◆誰かを好きになると、人はここまでむき出しになるんだ(伊藤)
――後半、ガラッと雰囲気の変わる作品です。感情の持って行き方に難しさはありましたか?
伊藤:樂に夢中になればなるほど、チャチャの持っていた個性的な存在感と心情から動く部分がありました。もともとのチャチャ像にそもそも苦戦していたので、本当に難しかったです。樂や他のキャラクターがいることで、チャチャの存在が見えてくるんだと解釈していきました。後半にかけては、誰かを好きになると人はここまでむき出しになるんだというか。チャチャが感じているすれちがいの切なさを体感していきました。
中川:感情の流れについては、自分のなかでイメージしていたんですけど、それのチューニング、出力がすごく難しかったです。前半と後半においての、この映画のリズム、空気感やカラーの変化が、やはり間違いなく面白いポイントのひとつなので、とにかく監督と時間をかけて話していきました。悩んだところではありますが、その作業も楽しかったです。
◆僕は普段、同じ人とばかり一緒にいます(中川)
――チャチャは「樂が嫌いなものを、私が好きで。私が嫌いなものを樂が好きだから、2人いたら丁度いい」と言います。好きなものや価値観が近いから一緒にいる人も多いと思いますが、おふたりはどう感じますか?

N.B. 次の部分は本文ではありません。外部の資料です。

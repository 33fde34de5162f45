//! Slab-backed in-memory item store.
//!
//! This crate is the storage engine of a memcached-style cache server: a
//! key/value store with per-item expiry, optimistic concurrency (CAS), and
//! in-place append/prepend, built on a slab allocator that partitions a
//! fixed heap into chunk-size classes.
//!
//! # Architecture
//!
//! ```text
//! +------------------------------------------+
//! |                ItemStore                 |
//! |                                          |
//! |  +------------------------------------+  |
//! |  | HashTable                          |  |
//! |  | - key bytes -> item chunk          |  |
//! |  +------------------------------------+  |
//! |        |                                 |
//! |        v                                 |
//! |  +------------------------------------+  |
//! |  | SlabPool                           |  |
//! |  | +--------------------------------+ |  |
//! |  | | class 0 (64B chunks)  free list| |  |
//! |  | +--------------------------------+ |  |
//! |  | | class 1 (80B chunks)  free list| |  |
//! |  | +--------------------------------+ |  |
//! |  | | ...                            | |  |
//! |  | +--------------------------------+ |  |
//! |  +------------------------------------+  |
//! +------------------------------------------+
//! ```
//!
//! Two orthogonal pieces of state govern a chunk's fate: the linkage flag,
//! owned by the hash index, and the refcount, owned by callers holding
//! [`ItemGuard`] handles. A chunk returns to its class free list only when
//! it is unlinked and the last handle drops, so readers keep their view of
//! an item even after it is replaced or deleted.
//!
//! The store is single-threaded cooperative: operations run to completion
//! between I/O suspensions and there is no internal locking. The type is
//! deliberately neither `Send` nor `Sync`; a multi-threaded embedding wraps
//! the store in its own mutex or shards by key hash.
//!
//! # Example
//!
//! ```
//! use itemstore::ItemStore;
//!
//! let store = ItemStore::builder()
//!     .heap_size(4 * 1024 * 1024)
//!     .slab_size(64 * 1024)
//!     .hash_power(10)
//!     .build()
//!     .unwrap();
//!
//! store.set(b"key", b"value", 0).unwrap();
//! let item = store.get(b"key").unwrap();
//! assert_eq!(item.value(), b"value");
//! ```

#![warn(missing_docs)]
#![warn(clippy::all)]

mod class;
mod config;
mod error;
mod hashtable;
mod item;
pub mod metrics;
pub mod numeric;
pub mod time;

use std::cell::{Cell, RefCell};
use std::ptr::NonNull;

use tracing::{debug, info, trace, warn};

pub use class::ClassStats;
pub use config::{
    EvictionPolicy, StoreConfig, DEFAULT_GROWTH_FACTOR, DEFAULT_HASH_POWER, DEFAULT_HEAP_SIZE,
    DEFAULT_MIN_CHUNK_SIZE, DEFAULT_SLAB_SIZE,
};
pub use error::{ConfigError, ItemError, ItemResult};
pub use item::{ItemGuard, ValueType};

use class::SlabPool;
use hashtable::HashTable;
use item::{item_ntotal, ItemHeader, ITEM_HDR_SIZE, KEY_MAX_LEN};
use metrics::{
    ITEM_CURR, ITEM_KEYVAL_BYTE, ITEM_LINK, ITEM_REMOVE, ITEM_REQ, ITEM_REQ_EX, ITEM_UNLINK,
    ITEM_VAL_BYTE,
};

/// Slab-backed item store.
///
/// Construction initializes the hash index and heap; dropping the store
/// tears both down. All operations take `&self`; interior mutability is
/// single-threaded (`Cell`/`RefCell`).
pub struct ItemStore {
    pub(crate) pool: SlabPool,
    table: RefCell<HashTable>,
    cas_counter: Cell<u64>,
    use_cas: bool,
}
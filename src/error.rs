//! Error types for store operations.

use std::fmt;

/// Errors returned by item operations.
#[derive(Debug, Clone, Copy, PartialEq, Eq)]
pub enum ItemError {
    /// Key not present (for get-like, cas, append/prepend, delete).
    NotFound,

    /// The item does not fit in the largest slab class.
    Oversized,

    /// Chunk allocation failed: no free chunk and no evictable slab.
    NoMem,

    /// CAS value mismatch - the item was modified since last read.
    CasMismatch,
}

impl fmt::Display for ItemError {
    fn fmt(&self, f: &mut fmt::Formatter<'_>) -> fmt::Result {
        match self {
            Self::NotFound => write!(f, "key not found"),
            Self::Oversized => write!(f, "item exceeds largest slab class"),
            Self::NoMem => write!(f, "no memory available for item"),
            Self::CasMismatch => write!(f, "cas value mismatch"),
        }
    }
}

impl std::error::Error for ItemError {}

/// Result type for item operations.
pub type ItemResult<T> = Result<T, ItemError>;

/// Errors detected while validating a [`StoreConfig`](crate::StoreConfig)
/// or building a store from it.
#[derive(Debug, Clone, Copy, PartialEq, Eq)]
pub enum ConfigError {
    /// Slab size is zero, unaligned, or does not fit a 32-bit offset.
    InvalidSlabSize,

    /// Minimum chunk size cannot hold an item header or exceeds the slab size.
    InvalidMinChunkSize,

    /// Growth factor must be greater than 1.0.
    InvalidGrowthFactor,

    /// Hash power must be between 1 and 32.
    InvalidHashPower,

    /// Heap is smaller than a single slab.
    HeapTooSmall,

    /// The chunk size ladder exceeds the maximum class count.
    TooManyClasses,

    /// The heap allocation was refused by the allocator.
    AllocationFailed,
}

impl fmt::Display for ConfigError {
    fn fmt(&self, f: &mut fmt::Formatter<'_>) -> fmt::Result {
        match self {
            Self::InvalidSlabSize => write!(f, "invalid slab size"),
            Self::InvalidMinChunkSize => write!(f, "invalid minimum chunk size"),
            Self::InvalidGrowthFactor => write!(f, "growth factor must be > 1.0"),
            Self::InvalidHashPower => write!(f, "hash power must be in 1..=32"),
            Self::HeapTooSmall => write!(f, "heap smaller than one slab"),
            Self::TooManyClasses => write!(f, "too many slab classes"),
            Self::AllocationFailed => write!(f, "heap allocation failed"),
        }
    }
}

impl std::error::Error for ConfigError {}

伊藤:価値観が違っていても、努力をすれば分かち合える要素はあると思います。自分にない要素と触れ合ったほうが、伝染していくというか、好きになるものが増えるのかなと。そうやって自分は世界を広げていった感覚があるので。私自身は価値観の内容や相手にもよりますが、同じ価値観よりは未知の部分がある人、自分にないものを持っている人のほうが知りたくなります。
中川:僕は普段、同じ人とばかり一緒にいます。気心の知れた友達、家族。それが居心地いいんですけど、だからといって価値観が一緒というわけではないですね。